Key features of the genetic architecture and evolution of host-microbe interactions revealed by high-resolution genetic mapping of the mucosa-associated gut microbiome in hybrid mice

Determining the forces that shape diversity in host-associated bacterial communities is critical to understanding the evolution and maintenance of metaorganisms. To gain deeper understanding of the role of host genetics in shaping gut microbial traits, we employed a powerful genetic mapping approach using inbred lines derived from the hybrid zone of two incipient house mouse species. Furthermore, we uniquely performed our analysis on microbial traits measured at the gut mucosal interface, which is in more direct contact with host cells and the immune system. Several mucosa-associated bacterial taxa have high heritability estimates, and interestingly, 16S rRNA transcript-based heritability estimates are positively correlated with cospeciation rate estimates.
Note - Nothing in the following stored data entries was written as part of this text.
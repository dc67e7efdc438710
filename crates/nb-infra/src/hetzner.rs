use std::time::Duration;

use async_trait::async_trait;
use hcloud::apis::configuration::Configuration;
use hcloud::apis::servers_api;
use hcloud::models;
use tracing::{info, warn};

use crate::types::{AddressData, HostSpec, NetworkChoice, ProvisionedHost, ServerId};
use crate::{CloudProvider, Error, ProviderName, Result};

const ADDRESS_POLL_INTERVAL: Duration = Duration::from_secs(5);
const ADDRESS_POLL_ATTEMPTS: u32 = 60;

/// Hetzner Cloud provider using the `hcloud` crate.
///
/// Flavors map to server types and security groups to numeric firewall
/// IDs. Hetzner server types carry local disk, so root and data volume
/// sizes are ignored. Pool hosts must sit on a private network, which is
/// taken from the host spec or `HETZNER_NETWORK_ID`.
pub struct HetznerProvider {
    config: Configuration,
    location: String,
    default_network_id: Option<i64>,
}

impl HetznerProvider {
    /// Create from env vars:
    ///
    /// - `HETZNER_API_TOKEN` (required)
    /// - `HETZNER_LOCATION` (default: `"fsn1"`)
    /// - `HETZNER_NETWORK_ID` (optional, integer)
    pub fn from_env() -> Result<Self> {
        dotenvy::dotenv().ok();

        let token = std::env::var("HETZNER_API_TOKEN")
            .map_err(|_| Error::MissingEnv("HETZNER_API_TOKEN".into()))?;

        let mut config = Configuration::new();
        config.bearer_access_token = Some(token);

        let location = std::env::var("HETZNER_LOCATION").unwrap_or_else(|_| "fsn1".into());

        let default_network_id = std::env::var("HETZNER_NETWORK_ID")
            .ok()
            .and_then(|s| s.parse::<i64>().ok());

        Ok(Self {
            config,
            location,
            default_network_id,
        })
    }

    /// Cloud-init user data that authorizes the control plane's key for
    /// the preparation user.
    fn cloud_init_user_data(public_key: &str) -> String {
        format!(
            r#"#cloud-config
users:
  - name: cloud-user
    sudo: ALL=(ALL) NOPASSWD:ALL
    shell: /bin/bash
    ssh_authorized_keys:
      - {}
"#,
            public_key.trim()
        )
    }

    fn network_id(&self, choice: &NetworkChoice) -> Result<i64> {
        match choice {
            NetworkChoice::Id(raw) => Self::parse_id(raw),
            NetworkChoice::Auto => self
                .default_network_id
                .ok_or_else(|| Error::MissingEnv("HETZNER_NETWORK_ID".into())),
        }
    }

    /// Extract the private IP from a server's private_net list.
    fn private_ip(server: &models::Server) -> Option<String> {
        server
            .private_net
            .first()
            .and_then(|net| net.ip.clone())
    }

    fn parse_id(raw: &str) -> Result<i64> {
        raw.trim()
            .parse::<i64>()
            .map_err(|_| Error::InvalidId(raw.to_string()))
    }

    fn create_request(
        &self,
        spec: &HostSpec,
        network_id: i64,
        firewalls: Vec<models::CreateServerRequestFirewalls>,
    ) -> models::CreateServerRequest {
        models::CreateServerRequest {
            name: spec.display_name.clone(),
            server_type: spec.flavor.clone(),
            image: spec.image.clone(),
            location: Some(self.location.clone()),
            user_data: Some(Self::cloud_init_user_data(&spec.public_key)),
            networks: Some(vec![network_id]),
            firewalls: (!firewalls.is_empty()).then_some(firewalls),
            ssh_keys: None,
            volumes: None,
            start_after_create: Some(true),
            automount: None,
            datacenter: None,
            labels: None,
            placement_group: None,
            public_net: None,
        }
    }

    async fn wait_private_ip(&self, server_id: i64) -> Result<String> {
        for _ in 0..ADDRESS_POLL_ATTEMPTS {
            let resp = servers_api::get_server(
                &self.config,
                servers_api::GetServerParams { id: server_id },
            )
            .await
            .map_err(|e| Error::HetznerApi(format!("get server: {e}")))?;

            if let Some(ip) = resp.server.as_ref().and_then(|s| Self::private_ip(s)) {
                return Ok(ip);
            }
            tokio::time::sleep(ADDRESS_POLL_INTERVAL).await;
        }
        Err(Error::Timeout {
            what: "server address",
            id: server_id.to_string(),
        })
    }
}

#[async_trait]
impl CloudProvider for HetznerProvider {
    async fn provision(&self, spec: &HostSpec) -> Result<ProvisionedHost> {
        if spec.root_volume_size > 0 || spec.data_volume_size > 0 {
            warn!(name = %spec.display_name, "hetzner: volume sizes ignored, server type disk is used");
        }
        if spec.allocate_public_ip {
            warn!(name = %spec.display_name, "hetzner: public IP allocation not supported, skipping");
        }

        let network_id = self.network_id(&spec.network)?;

        let firewalls = spec
            .master_sg
            .iter()
            .chain(spec.extra_sgs.iter())
            .map(|sg| Self::parse_id(sg).map(|firewall| models::CreateServerRequestFirewalls { firewall }))
            .collect::<Result<Vec<_>>>()?;

        let resp = servers_api::create_server(
            &self.config,
            servers_api::CreateServerParams {
                create_server_request: self.create_request(spec, network_id, firewalls),
            },
        )
        .await
        .map_err(|e| Error::HetznerApi(format!("create server: {e}")))?;

        let server = resp.server;
        info!(server_id = server.id, name = %spec.display_name, "hetzner: server created");

        let private_ip = match Self::private_ip(&server) {
            Some(ip) => ip,
            None => self.wait_private_ip(server.id).await?,
        };

        Ok(ProvisionedHost {
            server_id: ServerId(server.id.to_string()),
            address_data: AddressData {
                private_ip,
                public_ip: None,
            },
        })
    }

    async fn deprovision(&self, id: &ServerId, _delete_attached_volumes: bool) -> Result<()> {
        let server_id = Self::parse_id(&id.0)?;

        if let Err(e) = servers_api::delete_server(
            &self.config,
            servers_api::DeleteServerParams { id: server_id },
        )
        .await
        {
            let msg = format!("{e}");
            if msg.contains("404") {
                warn!(server_id = %id, "hetzner: server already destroyed");
                return Ok(());
            }
            return Err(Error::HetznerApi(format!("delete server: {e}")));
        }

        info!(server_id = %id, "hetzner: server destroyed");
        Ok(())
    }

    fn name(&self) -> ProviderName {
        ProviderName::Hetzner
    }
}

#[cfg(test)]
mod tests {
    use super::*;

    fn provider(default_network_id: Option<i64>) -> HetznerProvider {
        HetznerProvider {
            config: Configuration::new(),
            location: "fsn1".into(),
            default_network_id,
        }
    }

    #[test]
    fn auto_network_falls_back_to_env_default() {
        assert_eq!(provider(Some(42)).network_id(&NetworkChoice::Auto).unwrap(), 42);
        assert!(matches!(
            provider(None).network_id(&NetworkChoice::Auto),
            Err(Error::MissingEnv(_))
        ));
        assert!(matches!(
            provider(None).network_id(&NetworkChoice::Id("net-a".into())),
            Err(Error::InvalidId(_))
        ));
    }

    #[test]
    fn create_request_names_image_type_and_network() {
        let spec = HostSpec {
            display_name: "nb_pool_abc".into(),
            image: "ubuntu-24.04".into(),
            flavor: "cx32".into(),
            public_key: "ssh-ed25519 AAAA pool".into(),
            master_sg: Some("101".into()),
            extra_sgs: vec![],
            allocate_public_ip: false,
            root_volume_size: 0,
            data_volume_size: 0,
            data_volume_type: None,
            network: NetworkChoice::Auto,
        };
        let firewalls = vec![models::CreateServerRequestFirewalls { firewall: 101 }];
        let request = provider(Some(7)).create_request(&spec, 7, firewalls);

        assert_eq!(request.image, "ubuntu-24.04");
        assert_eq!(request.server_type, "cx32");
        assert_eq!(request.networks, Some(vec![7]));
        assert_eq!(request.firewalls.map(|f| f.len()), Some(1));
        assert_eq!(request.location.as_deref(), Some("fsn1"));
    }

    #[test]
    fn cloud_init_authorizes_key_for_cloud_user() {
        let data = HetznerProvider::cloud_init_user_data("ssh-ed25519 AAAA pool\n");
        assert!(data.starts_with("#cloud-config"));
        assert!(data.contains("name: cloud-user"));
        assert!(data.contains("- ssh-ed25519 AAAA pool\n"));
    }
}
Genome-wide association mapping identifies 428 loci influencing 120 taxa, with narrow genomic intervals pinpointing promising candidate genes and pathways. Importantly, we identified an enrichment of candidate genes associated with several human diseases, including inflammatory bowel disease, and functional categories including innate immunity and G-protein-coupled receptors. These results highlight key features of the genetic architecture of mammalian host-microbe interactions and how they diverge as new species form.

Automated summary

This study investigates the impact of host genetics on gut microbial traits using a powerful genetic mapping approach. The results reveal high heritability of mucosa-associated bacterial taxa and identify 428 genetic loci influencing these bacteria through genome-wide association mapping. Additionally, candidate genes associated with human diseases and immune function are identified.